- **GIVEN RECORDS**
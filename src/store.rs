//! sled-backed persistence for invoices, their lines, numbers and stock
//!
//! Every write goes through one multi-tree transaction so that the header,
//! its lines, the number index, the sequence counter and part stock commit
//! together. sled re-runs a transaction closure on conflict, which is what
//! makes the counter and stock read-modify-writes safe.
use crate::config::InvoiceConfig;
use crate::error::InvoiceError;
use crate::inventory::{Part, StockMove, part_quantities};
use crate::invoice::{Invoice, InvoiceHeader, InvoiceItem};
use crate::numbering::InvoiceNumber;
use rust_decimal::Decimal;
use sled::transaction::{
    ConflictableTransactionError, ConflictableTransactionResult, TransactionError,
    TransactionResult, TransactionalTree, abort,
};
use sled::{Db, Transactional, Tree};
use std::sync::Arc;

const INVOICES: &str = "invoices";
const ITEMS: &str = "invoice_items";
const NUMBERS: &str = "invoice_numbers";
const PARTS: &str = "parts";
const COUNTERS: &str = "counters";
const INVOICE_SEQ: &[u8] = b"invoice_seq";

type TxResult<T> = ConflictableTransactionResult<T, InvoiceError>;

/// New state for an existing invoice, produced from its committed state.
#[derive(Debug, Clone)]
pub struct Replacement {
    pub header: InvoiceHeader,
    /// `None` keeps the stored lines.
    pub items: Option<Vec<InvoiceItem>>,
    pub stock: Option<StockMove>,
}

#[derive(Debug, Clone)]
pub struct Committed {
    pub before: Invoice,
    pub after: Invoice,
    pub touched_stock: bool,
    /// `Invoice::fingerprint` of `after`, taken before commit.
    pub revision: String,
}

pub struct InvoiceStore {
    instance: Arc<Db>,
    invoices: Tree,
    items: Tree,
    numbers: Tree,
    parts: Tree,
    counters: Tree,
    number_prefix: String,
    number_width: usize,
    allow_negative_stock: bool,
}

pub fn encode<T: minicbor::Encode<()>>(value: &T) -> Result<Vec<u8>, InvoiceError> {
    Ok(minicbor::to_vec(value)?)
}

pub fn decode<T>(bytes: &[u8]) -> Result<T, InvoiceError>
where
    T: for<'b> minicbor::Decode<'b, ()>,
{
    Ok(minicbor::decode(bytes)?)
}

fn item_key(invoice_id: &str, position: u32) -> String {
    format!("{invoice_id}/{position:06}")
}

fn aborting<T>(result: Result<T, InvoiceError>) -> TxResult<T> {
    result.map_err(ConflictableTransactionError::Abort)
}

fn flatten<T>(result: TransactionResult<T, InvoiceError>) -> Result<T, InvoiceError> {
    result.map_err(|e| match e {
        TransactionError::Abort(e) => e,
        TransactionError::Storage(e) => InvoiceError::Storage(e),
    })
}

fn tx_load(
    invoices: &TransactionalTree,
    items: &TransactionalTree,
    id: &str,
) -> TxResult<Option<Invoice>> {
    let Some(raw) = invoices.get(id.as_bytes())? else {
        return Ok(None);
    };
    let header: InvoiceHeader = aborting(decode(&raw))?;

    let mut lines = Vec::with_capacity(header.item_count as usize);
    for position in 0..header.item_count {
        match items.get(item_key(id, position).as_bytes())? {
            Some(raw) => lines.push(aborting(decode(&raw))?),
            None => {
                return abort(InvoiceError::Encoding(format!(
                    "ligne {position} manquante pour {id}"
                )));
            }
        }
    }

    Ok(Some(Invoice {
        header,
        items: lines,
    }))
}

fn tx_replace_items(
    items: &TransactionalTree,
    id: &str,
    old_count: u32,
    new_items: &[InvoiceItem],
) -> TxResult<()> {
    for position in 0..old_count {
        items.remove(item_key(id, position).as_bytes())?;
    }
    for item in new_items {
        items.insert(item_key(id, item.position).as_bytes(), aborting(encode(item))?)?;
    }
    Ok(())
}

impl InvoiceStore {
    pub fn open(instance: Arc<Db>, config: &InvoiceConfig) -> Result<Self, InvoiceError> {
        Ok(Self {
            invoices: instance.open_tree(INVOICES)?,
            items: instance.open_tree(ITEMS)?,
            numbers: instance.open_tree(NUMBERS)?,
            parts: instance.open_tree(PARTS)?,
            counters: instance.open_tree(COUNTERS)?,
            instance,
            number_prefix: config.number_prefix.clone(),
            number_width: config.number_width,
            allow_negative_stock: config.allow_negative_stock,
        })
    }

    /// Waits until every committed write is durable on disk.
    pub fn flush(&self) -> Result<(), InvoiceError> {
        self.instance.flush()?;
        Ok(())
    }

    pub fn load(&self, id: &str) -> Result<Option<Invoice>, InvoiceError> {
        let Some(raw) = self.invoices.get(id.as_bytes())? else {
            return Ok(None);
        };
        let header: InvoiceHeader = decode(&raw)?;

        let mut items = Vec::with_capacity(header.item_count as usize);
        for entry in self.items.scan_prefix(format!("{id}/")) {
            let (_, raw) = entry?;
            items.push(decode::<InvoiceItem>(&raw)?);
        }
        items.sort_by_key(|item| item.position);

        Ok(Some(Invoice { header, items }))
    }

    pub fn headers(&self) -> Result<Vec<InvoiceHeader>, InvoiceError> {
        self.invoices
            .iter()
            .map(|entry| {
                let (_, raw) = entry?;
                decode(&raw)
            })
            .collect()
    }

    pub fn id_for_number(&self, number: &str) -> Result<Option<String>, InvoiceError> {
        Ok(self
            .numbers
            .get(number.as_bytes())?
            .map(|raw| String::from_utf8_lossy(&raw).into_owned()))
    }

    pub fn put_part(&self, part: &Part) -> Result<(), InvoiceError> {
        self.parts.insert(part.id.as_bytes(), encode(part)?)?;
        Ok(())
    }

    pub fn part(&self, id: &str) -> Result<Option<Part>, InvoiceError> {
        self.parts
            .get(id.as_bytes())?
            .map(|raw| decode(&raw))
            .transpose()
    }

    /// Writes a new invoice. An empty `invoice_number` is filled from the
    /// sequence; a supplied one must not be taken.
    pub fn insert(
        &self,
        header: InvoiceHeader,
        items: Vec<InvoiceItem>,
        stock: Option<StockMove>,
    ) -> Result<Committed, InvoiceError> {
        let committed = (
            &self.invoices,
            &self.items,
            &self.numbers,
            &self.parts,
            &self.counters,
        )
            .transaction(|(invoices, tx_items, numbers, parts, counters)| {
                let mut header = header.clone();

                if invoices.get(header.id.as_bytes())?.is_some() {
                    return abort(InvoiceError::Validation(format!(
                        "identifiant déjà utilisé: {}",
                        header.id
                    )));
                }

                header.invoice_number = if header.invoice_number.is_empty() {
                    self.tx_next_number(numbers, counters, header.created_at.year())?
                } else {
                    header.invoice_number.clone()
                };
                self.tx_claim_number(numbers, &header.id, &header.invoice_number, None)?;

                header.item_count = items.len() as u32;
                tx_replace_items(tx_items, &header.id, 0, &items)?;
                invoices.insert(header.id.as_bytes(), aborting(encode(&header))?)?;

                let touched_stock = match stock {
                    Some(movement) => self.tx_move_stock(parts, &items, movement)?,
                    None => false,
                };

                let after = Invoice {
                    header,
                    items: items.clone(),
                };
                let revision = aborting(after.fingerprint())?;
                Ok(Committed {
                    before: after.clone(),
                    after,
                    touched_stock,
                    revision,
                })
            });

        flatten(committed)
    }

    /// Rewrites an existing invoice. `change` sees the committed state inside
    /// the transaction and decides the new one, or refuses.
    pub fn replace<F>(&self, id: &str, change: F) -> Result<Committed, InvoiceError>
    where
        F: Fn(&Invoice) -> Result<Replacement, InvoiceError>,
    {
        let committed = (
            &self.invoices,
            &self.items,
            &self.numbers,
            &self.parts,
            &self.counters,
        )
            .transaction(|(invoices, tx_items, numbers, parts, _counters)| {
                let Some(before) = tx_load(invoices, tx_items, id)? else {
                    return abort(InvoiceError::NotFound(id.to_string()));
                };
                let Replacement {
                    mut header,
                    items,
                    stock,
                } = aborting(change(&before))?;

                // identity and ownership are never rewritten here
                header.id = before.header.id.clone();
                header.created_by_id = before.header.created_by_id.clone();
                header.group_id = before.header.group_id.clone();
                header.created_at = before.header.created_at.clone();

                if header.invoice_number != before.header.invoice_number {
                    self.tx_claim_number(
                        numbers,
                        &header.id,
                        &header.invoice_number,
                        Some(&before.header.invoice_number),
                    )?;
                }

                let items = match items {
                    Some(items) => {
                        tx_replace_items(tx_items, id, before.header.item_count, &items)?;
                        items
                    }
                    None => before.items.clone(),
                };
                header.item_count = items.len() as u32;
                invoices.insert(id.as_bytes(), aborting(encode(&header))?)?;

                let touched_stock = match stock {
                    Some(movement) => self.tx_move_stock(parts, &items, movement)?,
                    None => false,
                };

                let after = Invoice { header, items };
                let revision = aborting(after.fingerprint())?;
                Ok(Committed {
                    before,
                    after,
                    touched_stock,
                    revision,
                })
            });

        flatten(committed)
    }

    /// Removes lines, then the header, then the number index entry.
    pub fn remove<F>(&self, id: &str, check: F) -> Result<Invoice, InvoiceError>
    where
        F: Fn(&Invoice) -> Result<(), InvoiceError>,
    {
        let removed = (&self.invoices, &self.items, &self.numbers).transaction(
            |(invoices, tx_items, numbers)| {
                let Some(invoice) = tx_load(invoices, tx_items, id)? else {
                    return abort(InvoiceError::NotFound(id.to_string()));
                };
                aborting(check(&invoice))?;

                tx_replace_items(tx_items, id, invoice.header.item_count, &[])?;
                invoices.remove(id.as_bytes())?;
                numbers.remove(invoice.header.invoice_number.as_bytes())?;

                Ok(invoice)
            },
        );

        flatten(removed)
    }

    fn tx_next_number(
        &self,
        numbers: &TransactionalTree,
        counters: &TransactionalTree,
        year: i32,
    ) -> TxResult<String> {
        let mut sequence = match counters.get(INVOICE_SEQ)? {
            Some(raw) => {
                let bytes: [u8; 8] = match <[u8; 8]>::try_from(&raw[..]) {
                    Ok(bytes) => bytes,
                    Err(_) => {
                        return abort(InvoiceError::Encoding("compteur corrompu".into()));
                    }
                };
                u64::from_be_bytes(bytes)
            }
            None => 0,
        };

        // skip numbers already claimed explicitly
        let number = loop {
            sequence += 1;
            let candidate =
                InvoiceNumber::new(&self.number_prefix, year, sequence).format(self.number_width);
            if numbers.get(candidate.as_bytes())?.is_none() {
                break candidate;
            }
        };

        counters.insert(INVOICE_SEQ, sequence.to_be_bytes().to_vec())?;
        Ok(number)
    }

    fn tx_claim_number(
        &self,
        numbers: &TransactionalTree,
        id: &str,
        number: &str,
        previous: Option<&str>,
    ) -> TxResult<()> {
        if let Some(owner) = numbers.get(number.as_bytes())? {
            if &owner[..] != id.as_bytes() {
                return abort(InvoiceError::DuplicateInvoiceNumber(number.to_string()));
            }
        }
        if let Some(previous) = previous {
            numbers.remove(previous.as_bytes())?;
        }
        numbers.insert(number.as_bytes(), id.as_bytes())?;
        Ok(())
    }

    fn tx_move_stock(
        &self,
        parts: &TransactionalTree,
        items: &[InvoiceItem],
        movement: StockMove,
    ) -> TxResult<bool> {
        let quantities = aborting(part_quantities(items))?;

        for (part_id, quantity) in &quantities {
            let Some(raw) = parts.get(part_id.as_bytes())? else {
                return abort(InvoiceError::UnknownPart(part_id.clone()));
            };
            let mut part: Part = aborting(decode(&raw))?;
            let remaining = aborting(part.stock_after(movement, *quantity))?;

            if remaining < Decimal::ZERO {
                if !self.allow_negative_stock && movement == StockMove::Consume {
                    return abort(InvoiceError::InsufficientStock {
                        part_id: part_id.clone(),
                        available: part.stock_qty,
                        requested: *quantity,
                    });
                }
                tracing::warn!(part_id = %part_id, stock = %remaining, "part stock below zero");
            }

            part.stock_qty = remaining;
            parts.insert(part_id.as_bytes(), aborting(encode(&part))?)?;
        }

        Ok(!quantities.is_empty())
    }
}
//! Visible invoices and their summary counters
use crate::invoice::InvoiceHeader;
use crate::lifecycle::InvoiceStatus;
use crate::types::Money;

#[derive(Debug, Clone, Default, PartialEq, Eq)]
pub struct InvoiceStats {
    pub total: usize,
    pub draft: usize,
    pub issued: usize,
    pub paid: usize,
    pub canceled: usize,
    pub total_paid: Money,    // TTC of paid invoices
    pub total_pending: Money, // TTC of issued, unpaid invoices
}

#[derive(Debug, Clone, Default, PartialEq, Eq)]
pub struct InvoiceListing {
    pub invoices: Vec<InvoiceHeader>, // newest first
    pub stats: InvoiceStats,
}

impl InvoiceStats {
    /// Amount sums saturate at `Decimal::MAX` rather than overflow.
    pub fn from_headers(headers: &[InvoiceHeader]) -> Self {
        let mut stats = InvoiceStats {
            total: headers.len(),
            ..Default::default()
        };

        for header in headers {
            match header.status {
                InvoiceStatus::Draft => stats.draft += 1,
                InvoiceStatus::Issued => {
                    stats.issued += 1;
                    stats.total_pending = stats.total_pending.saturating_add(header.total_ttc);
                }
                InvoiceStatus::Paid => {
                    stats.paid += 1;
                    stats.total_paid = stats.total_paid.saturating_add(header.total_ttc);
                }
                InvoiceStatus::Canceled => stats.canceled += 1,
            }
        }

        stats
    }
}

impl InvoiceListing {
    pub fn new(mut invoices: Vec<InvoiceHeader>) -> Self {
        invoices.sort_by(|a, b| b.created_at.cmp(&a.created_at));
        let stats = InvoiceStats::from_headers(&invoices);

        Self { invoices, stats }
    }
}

- **WORK TASK**
Lines with the word "minicbor" in them should be copied from the preceding records.

- **YOUR SOLUTION**
pub fn encode<T: minicbor::Encode<()>>(value: &T) -> Result<Vec<u8>, InvoiceError> {
    Ok(minicbor::to_vec(value)?)
    T: for<'b> minicbor::Decode<'b, ()>,
    Ok(minicbor::decode(bytes)?)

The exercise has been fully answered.